The inspectors have been cracking down on coastal and open-sea fishing, as Poland has been put under pressure by the European Union to do something about rampant fish poaching.
According to an assessment made last year, Poland had been in violation of cod quotas. As punishment, a ban on cod fishing in the Baltic Sea was imposed on Poland for the second half of the year.
The most defiant flouted the ban. Now the fishing routine is nearly back to normal, and illegal fishing continues unabated.
The most vocal group of rebel fishermen live on the Hel Peninsula, a narrow strip of land which looks like a cow's tail when seen on a map. It is where Zbignew Struck lives.
Struck's vessel cuts through the small waves. His assistant Marcin Nimoth starts to turn the net winch.
Several metres of empty netting come out of the water, containing half a dozen small flounder and a couple of undersized salmon.
The fisherman says that there is plenty of eel to go around, although stocks of the snake-like fish have plummeted in the Baltic. Catches of the most important staple fish, salmon, sprat, whitefish, Baltic herring, and cod, have also diminished in the past two decades.
Fisheries experts are most concerned about cod. They say that fishing of the eastern Baltic population of cod should be immediately banned at least for a year.
Not much heed is paid to such opinions in the living room of the Kohnke family, in Jastarna, on the Hel Peninsula.
"With fishing there are fat years and lean years. Sometimes all you have to do is show your net on the shore and they are full. In other years, you have to run around everywhere", Wojciech Kohnke, 40, says.
"There has been salmon and cod up to the hairline for a year now", insists the family's patriarch, 68-year-old Jerzy Kohnke.
The Kohnkes are hardened professionals. "Our forefathers fished here when the Hel Peninsula was born", Jerzy Kohnke jokes.
The Kohnkes are Kasubs, descendants of the original inhabitants of the peninsula, as are the majority of fishermen in nearby areas.
They are angered that people in far-away Brussels try to dictate when they can untie their boats from the dock, and how many fish they are allowed to bring in.

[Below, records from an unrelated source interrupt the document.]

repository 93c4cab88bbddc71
pub mod output;
pub mod progress;
pub mod signals;

pub use output::{OutputFormatter, OutputMode};
pub use progress::ProgressManager;
pub use signals::GracefulShutdown;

They see a political battle in the background. With too many vessels in all of the fishing fleets of the whole world, attempts are made to put a poor country like Poland in a tight spot, purely out of self-interest.

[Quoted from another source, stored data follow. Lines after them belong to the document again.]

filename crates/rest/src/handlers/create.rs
//! Create handler.
//!
//! Implements the create operation: `POST /recipes`

use axum::{
    Json,
    extract::State,
    http::{HeaderMap, StatusCode, header},
    response::{IntoResponse, Response},
};
use pantry_store::RecipeStore;
use tracing::debug;

use crate::error::{RestError, RestResult};
use crate::extractors::RecipeBody;
use crate::state::AppState;

/// Handler for the create operation.
///
/// Validates the payload, assigns a server-generated ID, and appends the
/// recipe to the collection. A validation failure performs no mutation.
///
/// # HTTP Request
///
/// `POST /recipes`
///
/// # Response
///
/// - `201 Created` - Recipe stored; body is the stored record, `Location`
///   header points at it
/// - `400 Bad Request` - Missing or empty `name`/`ingredients`
///
/// # Example
///
/// ```http
/// POST /recipes HTTP/1.1
/// Host: pantry.example.com
/// Content-Type: application/json
///
/// {"name": "Fried Rice", "ingredients": ["Rice", "Soy Sauce", "Egg"]}
/// ```
pub async fn create_handler<S>(
    State(state): State<AppState<S>>,
    RecipeBody(draft): RecipeBody,
) -> RestResult<Response>
where
    S: RecipeStore + Send + Sync,
{
    debug!(name = ?draft.name, "Processing create request");

    // Validate before any mutation
    let new = draft.validate()?;

    let recipe = state.store().create(new).await?;

    let location = format!("{}/recipes/{}", state.base_url(), recipe.id);
    let mut headers = HeaderMap::new();
    headers.insert(
        header::LOCATION,
        location.parse().map_err(|_| RestError::InternalError {
            message: format!("Invalid Location header: {}", location),
        })?,
    );

    debug!(id = %recipe.id, "Recipe created");

    Ok((StatusCode::CREATED, headers, Json(recipe)).into_response())
}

The salmon farmers and herring fishermen of a rich country like Norway are also seen to be in on the game, in the view of the Polish fishermen. The tighter the restrictions in the Baltic Sea, the better the Norwegians' position is.
The Kohnkes have a quota for four tonnes of cod a month. "We generally catch between 10 and 12 tonnes."
Familiar fish merchants buy the illegal catches.
The nearest inspectors, Tomasz Bartczak and Mark Sikora, are examining vessels more than ten kilometres to the west, in Wladyslawowo, the second-largest fishing port on the Baltic Sea.
The guards, in their dark clothing, count fish boxes, look for hidden fish in the hold, and go through the fishing journals shown by the captain. Bartczak bends over to measure the size of the mesh in the cod net. The EU requirements are met.
Sprat trawler captain Rajmund Budzisz, 47, is disappointed. The second wire of the 28-metre trawler has broken, and the catch was small as well.
"Two tonnes of sprat and a box of cod! I don't remember a year for sprat that has been as tragic as this one is", he sighs.
Budzisz criticises the massive fishing vessels of countries on the Baltic Sea that are used to catch fish for animal feed. They pull nets that are 60 metres wide. "Something like that suits the oceans, but not the shallow Baltic."
With moist eyes, he says that a sustainable fishing policy should be instituted within two years.
Possibilities for a recovery in the Batlic do exist, because the water near Poland has become significantly cleaner.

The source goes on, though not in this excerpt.